Aim:  Adenosine‐5′‐triphosphate (ATP) affects intrarenal vascular tone and tubular transport via P2 receptors; however, the actual role of the system in regulation of renal perfusion and excretion remains unclear and is the subject of this whole‐kidney study. Methods:  Effects of suprarenal aortic ATP infusion, 0.6–1.2 mg kg −1  h −1 , were examined in anaesthetised rats maintained on low‐ (LS) or high‐sodium (HS) diet.
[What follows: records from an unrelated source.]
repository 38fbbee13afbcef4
use clap::Parser;
use tracing::Level;

mod cli;
mod commands;

#[tokio::main]
async fn main() -> anyhow::Result<()> {
    let cli = cli::Cli::parse();
    let level = if cli.verbose { Level::DEBUG } else { Level::INFO };
    tracing_subscriber::fmt()
        .with_max_level(level)
        .with_writer(std::io::stderr)
        .init();
    commands::run_command(cli).await
}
Renal artery blood flow (RBF, transonic flow probe) and the perfusion (laser‐Doppler flux) of the superficial cortex (CBF) and outer and inner medulla (OM–BF, IM–BF) were measured, together with sodium and water excretion and urine osmolality. Results:  Adenosine‐5′‐triphosphate did not change arterial pressure, RBF or CBF while the effects on medullary perfusion depended on sodium intake. In LS rats ATP increased IM–BF 19 ± 6%, the effect was prevented by inhibition of nitric oxide (NO) with N ‐nitro‐ l ‐arginine methyl ester. In HS rats ATP decreased OM–BF 16 ± 3% and IM–BF (7 ± 4%, not significant); previous inhibition of cytochrome P450 with 1‐aminobenzotriazol blunted the OM–BF decrease and reversed the previous decrease of IM–BF to a 13 ± 8% increase. Inhibition of P2 receptors with pyridoxal derivative (PPADS) abolished medullary vascular responses to ATP. In HS rats pre‐treated with PPADS, ATP increased tubular reabsorption, probably via adenosine formation and stimulation of P1 receptors. Conclusion:  The data indicate a potential role of ATP in the selective control of renal medullary perfusion, different in sodium depleted and sodium replete rats. The action of ATP appears to be mediated by the NO system and the cytochrome P450 dependent vasoactive metabolites.